Plus, honestly, Fast Five laid most of the groundwork for this film. Just by moving the guys out of the exclusive world of illegal street racing into a different genre -- amusing crime capers -- it forced the creators to recast characters in different lights, to flesh out their skills off the road to make them all more useful to the heist. Once that was established, it's much easier to look at the characters and say, "Tej, the mechanic and electrical engineer, can figure out devices and adapt technology." Some of the character conversions work better than others -- somehow Brian is now a black belt-equivalent warrior without showing much technical proficiency before -- but overall recasting the characters for this new setting is fairly seamless and natural.
It does help that the villain isn't really all that smart. Despite what we're told about him (told, not shown), he doesn't really seem to think five steps ahead of the good guys. Dom's team is easily able to figure out his strategies and keep up with his dastardly plans. Even when he does prove to have the better of the heroes, like in a great opening car chase with a pretty interesting militarized street racer, the team pretty quick works to adapt to the situation.
That does speak to an issue with the movie, though: the villain just isn't that great.

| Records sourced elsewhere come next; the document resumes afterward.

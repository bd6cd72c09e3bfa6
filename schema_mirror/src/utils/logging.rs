//! Logging utilities for SchemaMirror
//!
//! This module provides logging setup and configuration.

use std::fs::File;
use std::path::Path;
use std::sync::Mutex;
use tracing::Level;
use tracing_subscriber::filter::Directive;
use tracing_subscriber::{fmt, EnvFilter};

use crate::config::LoggingConfig;
use crate::error::{Error, Result};

/// Parse a level name, falling back to INFO
pub fn parse_level(level: &str) -> Level {
    match level.to_lowercase().as_str() {
        "trace" => Level::TRACE,
        "debug" => Level::DEBUG,
        "info" => Level::INFO,
        "warn" => Level::WARN,
        "error" => Level::ERROR,
        _ => Level::INFO,
    }
}

/// Initialize logging based on configuration.
///
/// `verbose` forces DEBUG regardless of the configured level.
pub fn init_logging(config: &Option<LoggingConfig>, verbose: bool) -> Result<()> {
    let default_config = LoggingConfig::default();
    let config = config.as_ref().unwrap_or(&default_config);

    let level = if verbose {
        Level::DEBUG
    } else {
        parse_level(&config.level)
    };

    let directive = format!("schema_mirror={}", level)
        .parse::<Directive>()
        .map_err(|e| Error::ConfigError(format!("Invalid log directive: {}", e)))?;
    let env_filter = EnvFilter::from_default_env().add_directive(directive);
    let json = config.format.eq_ignore_ascii_case("json");

    let installed = if let Some(file_path) = &config.file {
        if let Some(parent) = Path::new(file_path).parent() {
            std::fs::create_dir_all(parent)?;
        }
        let file = Mutex::new(File::create(file_path)?);

        if json {
            let subscriber = fmt::Subscriber::builder()
                .json()
                .with_env_filter(env_filter)
                .with_writer(file)
                .finish();
            tracing::subscriber::set_global_default(subscriber)
        } else {
            let subscriber = fmt::Subscriber::builder()
                .with_ansi(false)
                .with_env_filter(env_filter)
                .with_writer(file)
                .finish();
            tracing::subscriber::set_global_default(subscriber)
        }
    } else if config.stdout {
        // stdout carries the generated SQL, so diagnostics go to stderr
        if json {
            let subscriber = fmt::Subscriber::builder()
                .json()
                .with_env_filter(env_filter)
                .with_writer(std::io::stderr)
                .finish();
            tracing::subscriber::set_global_default(subscriber)
        } else {
            let subscriber = fmt::Subscriber::builder()
                .with_env_filter(env_filter)
                .with_writer(std::io::stderr)
                .finish();
            tracing::subscriber::set_global_default(subscriber)
        }
    } else {
        return Ok(());
    };

    installed.map_err(|e| Error::ConfigError(e.to_string()))
}

#[cfg(test)]
mod tests {
    use super::parse_level;
    use tracing::Level;

    #[test]
    fn unknown_levels_fall_back_to_info() {
        assert_eq!(parse_level("DEBUG"), Level::DEBUG);
        assert_eq!(parse_level("warn"), Level::WARN);
        assert_eq!(parse_level("chatty"), Level::INFO);
    }
}
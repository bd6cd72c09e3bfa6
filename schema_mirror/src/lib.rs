//! SchemaMirror: compare two MySQL schemas and generate the DDL that makes the
//! target match the source
//!
//! The core is two pure steps: [`compare`] computes a typed [`SchemaDiff`] from
//! two [`Schema`] snapshots, and [`synthesize`] renders that diff as ordered
//! `CREATE`/`DROP`/`ALTER TABLE` statements. Introspection, configuration and
//! output sinks sit around that core.

pub mod config;
pub mod db;
pub mod error;
pub mod output;
pub mod schema;
pub mod utils;

use std::collections::BTreeSet;

// Re-export main types for easier access
pub use config::Config;
pub use db::connection::DatabaseConnection;
pub use error::{Error, Result};
pub use schema::analyzer::{Introspector, MySqlIntrospector, SnapshotFile};
pub use schema::diff::{compare, DiffOptions, SchemaDiff, TableDiff};
pub use schema::generator::{synthesize, DdlGenerator, GeneratorOptions};
pub use schema::types::Schema;

/// Initialize SchemaMirror with the specified configuration file
pub fn init(config_path: &str) -> Result<SchemaMirrorClient> {
    let config = config::load_from_file(config_path)?;
    Ok(SchemaMirrorClient::new(config))
}

/// Result of comparing two named connections
#[derive(Debug, Clone)]
pub struct SyncPlan {
    pub diff: SchemaDiff,
    pub statements: Vec<String>,
}

impl SyncPlan {
    /// True when the target already matches the source
    pub fn is_empty(&self) -> bool {
        self.statements.is_empty()
    }

    /// The statements as a `;`-terminated script
    pub fn script(&self) -> String {
        output::render_script(&self.statements)
    }
}

/// The main client for interacting with SchemaMirror
pub struct SchemaMirrorClient {
    config: Config,
}

impl SchemaMirrorClient {
    /// Create a new SchemaMirror client from configuration
    pub fn new(config: Config) -> Self {
        Self { config }
    }

    pub fn config(&self) -> &Config {
        &self.config
    }

    /// Generator configured from the `[sync]` section
    pub fn generator(&self) -> DdlGenerator {
        DdlGenerator::new(GeneratorOptions {
            strict_defaults: self.config.sync.strict_defaults,
            engine: self.config.sync.engine.clone(),
            pretty: self.config.sync.pretty,
        })
    }

    /// Introspect one named connection
    pub async fn introspect(&self, connection: &str, ignore_tables: &BTreeSet<String>) -> Result<Schema> {
        let introspector = schema::analyzer::introspector_for(self.config.connection(connection)?).await?;
        introspector.introspect(ignore_tables).await
    }

    /// Introspect both connections concurrently, diff them and render DDL
    pub async fn plan(&self, source: &str, target: &str, extra_ignore: &[String]) -> Result<SyncPlan> {
        let ignore_tables = self.config.resolve_ignore_tables(extra_ignore);
        tracing::info!(
            source = %source,
            target = %target,
            ignored = ignore_tables.len(),
            "Comparing schemas"
        );

        let (source_schema, target_schema) = futures::try_join!(
            self.introspect(source, &ignore_tables),
            self.introspect(target, &ignore_tables)
        )?;

        let options = DiffOptions { ignore_tables };
        let diff = SchemaDiff::generate(&source_schema, &target_schema, &options)?;
        let statements = self.generator().generate(&diff)?;

        tracing::info!(summary = %diff.summary(), statements = statements.len(), "Sync plan ready");
        Ok(SyncPlan { diff, statements })
    }

    /// Introspect a connection and save it as a JSON snapshot
    pub async fn snapshot(&self, connection: &str, path: &str) -> Result<Schema> {
        let ignore_tables = self.config.resolve_ignore_tables(Vec::<String>::new());
        let schema = self.introspect(connection, &ignore_tables).await?;
        SnapshotFile::new(path).save(&schema)?;
        Ok(schema)
    }
}
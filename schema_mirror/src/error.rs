//! Error types for SchemaMirror

use thiserror::Error;

/// Result type for SchemaMirror operations
pub type Result<T> = std::result::Result<T, Error>;

/// Error types for SchemaMirror
#[derive(Error, Debug)]
pub enum Error {
    /// A schema or diff violates one of the structural invariants
    /// (duplicate positions, two primary indexes, uneven foreign key columns, ...)
    #[error("Malformed schema: {0}")]
    MalformedSchema(String),

    /// A default value looks like a function call the generator does not know
    #[error("Unsupported default expression on column `{column}`: {value}")]
    UnsupportedDefaultExpression { column: String, value: String },

    #[error("Configuration error: {0}")]
    ConfigError(String),

    #[error("Database error: {0}")]
    DatabaseError(String),

    #[error("IO error: {0}")]
    IoError(#[from] std::io::Error),

    #[error("SQLx error: {0}")]
    SqlxError(#[from] sqlx::Error),

    #[error("Serialization error: {0}")]
    SerializationError(String),
}

impl Error {
    /// Shorthand used by the validators
    pub(crate) fn malformed(message: impl Into<String>) -> Self {
        Error::MalformedSchema(message.into())
    }
}

/// Convert Serde JSON errors to SchemaMirror errors
impl From<serde_json::Error> for Error {
    fn from(error: serde_json::Error) -> Self {
        Error::SerializationError(error.to_string())
    }
}

/// Convert TOML deserialization errors to SchemaMirror errors
impl From<toml::de::Error> for Error {
    fn from(error: toml::de::Error) -> Self {
        Error::ConfigError(error.to_string())
    }
}
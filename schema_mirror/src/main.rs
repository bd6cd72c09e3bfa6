//! schema_mirror CLI
//!
//! Compares two configured databases and prints the DDL that brings the
//! target in line with the source.

use anyhow::{Context, Result};
use clap::{Parser, Subcommand};

use schema_mirror::config::{self, Config, DEFAULT_CONFIG_PATH};
use schema_mirror::utils::logging::init_logging;
use schema_mirror::{output, SchemaMirrorClient};

/// Compare two database schemas and generate SQL to synchronise them.
#[derive(Parser)]
#[command(name = "schema_mirror")]
#[command(author, version, about, long_about = None)]
struct Cli {
    /// Configuration file.
    #[arg(short, long, default_value = DEFAULT_CONFIG_PATH)]
    config: String,

    /// Enable debug logging.
    #[arg(short, long)]
    verbose: bool,

    #[command(subcommand)]
    command: Commands,
}

#[derive(Subcommand)]
enum Commands {
    /// Print the DDL that makes <target> match <source>.
    Sync {
        /// Source connection name.
        source: String,

        /// Target connection name.
        target: String,

        /// Comma separated list of tables to ignore.
        #[arg(long, value_delimiter = ',')]
        ignore: Vec<String>,

        /// Write SQL output to a timestamped file.
        #[arg(long)]
        output: bool,

        /// Write a versioned migration file with the statements.
        #[arg(long)]
        migration: bool,
    },

    /// Save a connection's schema as a JSON snapshot.
    Snapshot {
        /// Connection name.
        connection: String,

        /// Snapshot file to write.
        file: String,
    },
}

#[tokio::main]
async fn main() -> Result<()> {
    let cli = Cli::parse();

    let config: Config = config::load_from_file(&cli.config)
        .with_context(|| format!("loading {}", cli.config))?;
    init_logging(&config.logging, cli.verbose).context("initialising logging")?;

    let client = SchemaMirrorClient::new(config);

    match cli.command {
        Commands::Sync {
            source,
            target,
            ignore,
            output: write_output,
            migration,
        } => {
            let plan = client
                .plan(&source, &target, &ignore)
                .await
                .with_context(|| format!("comparing {} with {}", source, target))?;

            if plan.is_empty() {
                println!("Schemas are already in sync.");
                return Ok(());
            }

            let sql = plan.script();
            println!("{}", sql);

            let sync = &client.config().sync;
            if write_output {
                let path = output::write_sql_file(&sync.output_path, &source, &target, &sql)
                    .context("writing SQL file")?;
                eprintln!("SQL written to {}", path.display());
            }

            if migration {
                let path = output::write_migration(&sync.migrations_path, &sql)
                    .context("writing migration")?;
                eprintln!("Migration written to {}", path.display());
            }
        }
        Commands::Snapshot { connection, file } => {
            let schema = client
                .snapshot(&connection, &file)
                .await
                .with_context(|| format!("snapshotting {}", connection))?;
            eprintln!("Saved {} tables to {}", schema.tables.len(), file);
        }
    }

    Ok(())
}
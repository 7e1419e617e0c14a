//! Utility functions.
//!
//! This module provides:
//! - Record id and share token generation
//! - CSS selector and regex compilation for static patterns

mod ids;
mod selector;

pub use ids::{new_record_id, new_share_token};
pub use selector::{compile_regex_unsafe, parse_selector_unsafe};
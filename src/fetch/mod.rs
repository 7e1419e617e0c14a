//! Link resolution over HTTP.
//!
//! - `redirects`: the hop-by-hop resolver and the [`ResolveLink`] seam
//! - `meta_refresh`: client-side redirect detection in HTML bodies
//! - `request`: browser-like request headers

mod meta_refresh;
mod redirects;
mod request;

pub use redirects::{parse_candidate, resolve_link, HttpResolver, ResolveLink, Resolution};
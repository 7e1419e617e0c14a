//! Compilation helpers for static CSS selectors and regex patterns.

use regex::Regex;
use scraper::Selector;

/// Parses a CSS selector that must succeed (for compile-time constants).
///
/// # Panics
///
/// Panics if the selector cannot be parsed (indicates a programming error).
pub fn parse_selector_unsafe(selector_str: &str, context: &str) -> Selector {
    Selector::parse(selector_str).unwrap_or_else(|e| {
        panic!(
            "Failed to parse CSS selector '{}' in {}: {}. This is a programming error.",
            selector_str, context, e
        )
    })
}

/// Compiles a regex pattern that must succeed (for compile-time constants).
///
/// # Panics
///
/// Panics if the pattern does not compile (indicates a programming error).
pub fn compile_regex_unsafe(pattern: &str, context: &str) -> Regex {
    Regex::new(pattern).unwrap_or_else(|e| {
        panic!(
            "Failed to compile regex pattern '{}' in {}: {}. This is a programming error.",
            pattern, context, e
        )
    })
}
//! Link handling: query stripping, extraction from campaign content, and
//! coarse classification.

mod extract;
mod strip;

pub use extract::{classify_link, extract_email_links, extract_sms_links};
pub use strip::{has_query_params, strip_query};
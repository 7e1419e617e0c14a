//! HTTP client initialization.

use std::sync::Arc;
use std::time::Duration;

use reqwest::ClientBuilder;

use crate::config::{Config, TCP_CONNECT_TIMEOUT_SECS};

/// Initializes the HTTP client used for redirect resolution.
///
/// Redirect following is disabled so each hop can be recorded and the chain
/// capped by the resolver itself. The per-hop timeout is applied per request
/// by the resolver; the client-level timeout is a backstop at the same value.
///
/// # Errors
///
/// Returns a `reqwest::Error` if client creation fails.
pub fn init_redirect_client(config: &Config) -> Result<Arc<reqwest::Client>, reqwest::Error> {
    let client = ClientBuilder::new()
        .redirect(reqwest::redirect::Policy::none())
        .timeout(Duration::from_secs(config.timeout_seconds))
        .connect_timeout(Duration::from_secs(
            TCP_CONNECT_TIMEOUT_SECS.min(config.timeout_seconds),
        ))
        .user_agent(config.user_agent.clone())
        .build()?;
    Ok(Arc::new(client))
}
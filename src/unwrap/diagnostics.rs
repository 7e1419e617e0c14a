//! Single-URL diagnostics.

use crate::error_handling::{ProcessingStats, UnwrapError};
use crate::fetch::{ResolveLink, Resolution};
use crate::links::has_query_params;
use crate::unwrap::outcome::resolve_counted;
use crate::unwrap::types::{FinalSummary, RedirectChain, TestUrlReport, UrlSummary};

/// Resolves `url` and reports the full trace without persisting anything.
///
/// # Errors
///
/// [`UnwrapError::InvalidRequest`] for a blank URL and
/// [`UnwrapError::Resolve`] for one that is not an absolute http(s) URL.
pub async fn test_url<R: ResolveLink>(
    resolver: &R,
    stats: &ProcessingStats,
    url: &str,
) -> Result<TestUrlReport, UnwrapError> {
    let url = url.trim();
    if url.is_empty() {
        return Err(UnwrapError::InvalidRequest("url is required".to_string()));
    }

    let resolution = resolve_counted(resolver, stats, url).await?;
    Ok(build_report(resolution))
}

fn build_report(resolution: Resolution) -> TestUrlReport {
    let redirects = resolution
        .steps
        .iter()
        .filter(|step| step.redirect_kind.is_redirect())
        .count();

    let summary = match &resolution.error {
        Some(error) => format!(
            "Stopped after {} step(s) at {}: {error}",
            resolution.steps.len(),
            resolution.terminal_url
        ),
        None if redirects == 0 && !resolution.changed => {
            "No redirects; the URL resolves to itself".to_string()
        }
        None if redirects == 0 => format!(
            "No redirects; query parameters stripped to {}",
            resolution.final_url
        ),
        None => format!(
            "Followed {redirects} redirect(s) to {}{}",
            resolution.final_url,
            if has_query_params(&resolution.terminal_url) {
                " (query parameters stripped)"
            } else {
                ""
            }
        ),
    };

    TestUrlReport {
        original: UrlSummary {
            stripped: resolution.stripped_original,
            has_query_params: has_query_params(&resolution.original),
            url: resolution.original,
        },
        redirect_chain: RedirectChain {
            total_steps: resolution.steps.len(),
            total_time: resolution.total_elapsed_millis,
            error: resolution.error.as_ref().map(ToString::to_string),
            steps: resolution.steps,
        },
        final_url: FinalSummary {
            has_query_params: has_query_params(&resolution.terminal_url),
            url: resolution.terminal_url,
            stripped: resolution.final_url,
            changed: resolution.changed,
        },
        summary,
    }
}
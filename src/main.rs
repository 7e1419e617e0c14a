//! Main application entry point (CLI binary).
//!
//! This is a thin wrapper around the `rip_unwrap` library that handles:
//! - Command-line argument parsing
//! - Environment variable loading (.env file)
//! - Logger initialization
//! - User-facing output formatting
//!
//! All core functionality is implemented in the library crate.

use anyhow::{Context, Result};
use clap::Parser;
use std::process;

use rip_unwrap::config::{Cli, Command};
use rip_unwrap::initialization::init_logger_with;
use rip_unwrap::server::{start_server, AppState};
use rip_unwrap::{
    open_store, print_unwrap_statistics, run_all_batches, run_batch, summarize_batches, test_url,
    unwrap_record, BatchCursor, Config, HttpResolver, ProcessingStats,
};

#[tokio::main]
async fn main() -> Result<()> {
    // Load environment variables from .env file (if it exists)
    // Try loading from current directory first, then from the executable's directory
    if dotenvy::dotenv().is_err() {
        if let Ok(exe_path) = std::env::current_exe() {
            if let Some(exe_dir) = exe_path.parent() {
                let env_path = exe_dir.join(".env");
                if env_path.exists() {
                    let _ = dotenvy::from_path(&env_path);
                }
            }
        }
    }

    let cli = Cli::parse();
    let config = cli.to_config();
    if let Err(e) = config.validate() {
        eprintln!("rip_unwrap: {e}");
        process::exit(2);
    }

    init_logger_with(config.log_level.clone().into(), config.log_format.clone())
        .context("Failed to initialize logger")?;

    if let Err(e) = run(cli.command, config).await {
        eprintln!("rip_unwrap error: {:#}", e);
        process::exit(1);
    }
    Ok(())
}

fn print_json<T: serde::Serialize>(value: &T) -> Result<()> {
    println!(
        "{}",
        serde_json::to_string_pretty(value).context("Failed to serialize output")?
    );
    Ok(())
}

async fn run(command: Command, config: Config) -> Result<()> {
    let resolver = HttpResolver::from_config(&config).context("Failed to build HTTP client")?;

    match command {
        Command::Serve { .. } => {
            let pool = open_store(&config.db_path).await?;
            start_server(config.port, AppState::new(pool, resolver, config.page_size)).await
        }
        Command::Batch {
            page_size,
            last_email_id,
            last_sms_id,
            all,
        } => {
            let pool = open_store(&config.db_path).await?;
            let stats = ProcessingStats::new();
            if all {
                let results = run_all_batches(&pool, &resolver, &stats, page_size).await?;
                print_unwrap_statistics(&stats);
                println!("✅ {}", summarize_batches(&results));
            } else {
                let cursor = BatchCursor {
                    last_processed_email_id: last_email_id,
                    last_processed_sms_id: last_sms_id,
                };
                let result = run_batch(&pool, &resolver, &stats, &cursor, page_size).await?;
                print_unwrap_statistics(&stats);
                print_json(&result)?;
            }
            Ok(())
        }
        Command::TestUrl { url } => {
            let report = test_url(&resolver, &ProcessingStats::new(), &url).await?;
            print_json(&report)
        }
        Command::UnwrapRecord { id } => {
            let pool = open_store(&config.db_path).await?;
            let report = unwrap_record(&pool, &resolver, &ProcessingStats::new(), &id).await?;
            print_json(&report)
        }
    }
}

To be honest, the villains of the series have never been good; Dom was the best in the first film, and he was more of an adversary while the Triad gang members were the true bad guys there, and they were all pretty one-note. From there was had a couple of bland drug runners, a low-level Yakuza street-tough, and then a Brazilian crime lord. None of them are all that interesting or memorable. Owen Shaw matches that standard, doing what Furious villains do: stand around, make threats, and glower. Against a group of charismatic street toughs, he didn't stand a chance.
Without a solid villain, though, the film has to really play up the characters more, and this is certainly where the film strains the least. The returning cast of regulars this time is smaller, and more focus is put on Dom and Brian, giving each of them big moments (and important plot lines) that elevate their own character but downplay the rest of the group. The team had a lot of chemistry in Fast Five, leading to a lot of enjoyable, light-hearted moments. This film, though, goes for a darker, more serious storyline and it loses the fun in the process.
The film isn't as zippy and happy-go-lucky as the previous entry, but Fast & Furious 6 does at least sport some great action. As noted, the early street chase is pretty solid, but there's also a good foot-chase/fight sequence at the mid point, plus a stellar highway sequence (featuring a tank) and final, high speed airplane chase (as it tries to takeoff from the tarmac). Although none of these feel as visceral as the safe sequence from Fast Five, they're all pretty solid efforts with good carnage and plenty of practical effects.
On the whole, Fast & Furious 6 is a solid movie that helps to push the new Furious formula ahead. If it weren't for Fast Five this film would probably look so much better. It's action-packed with plenty of great scenes. It's just missing a certain something, a bit of spark that the absolutely stellar fifth entry had, and that hold is back from greatness.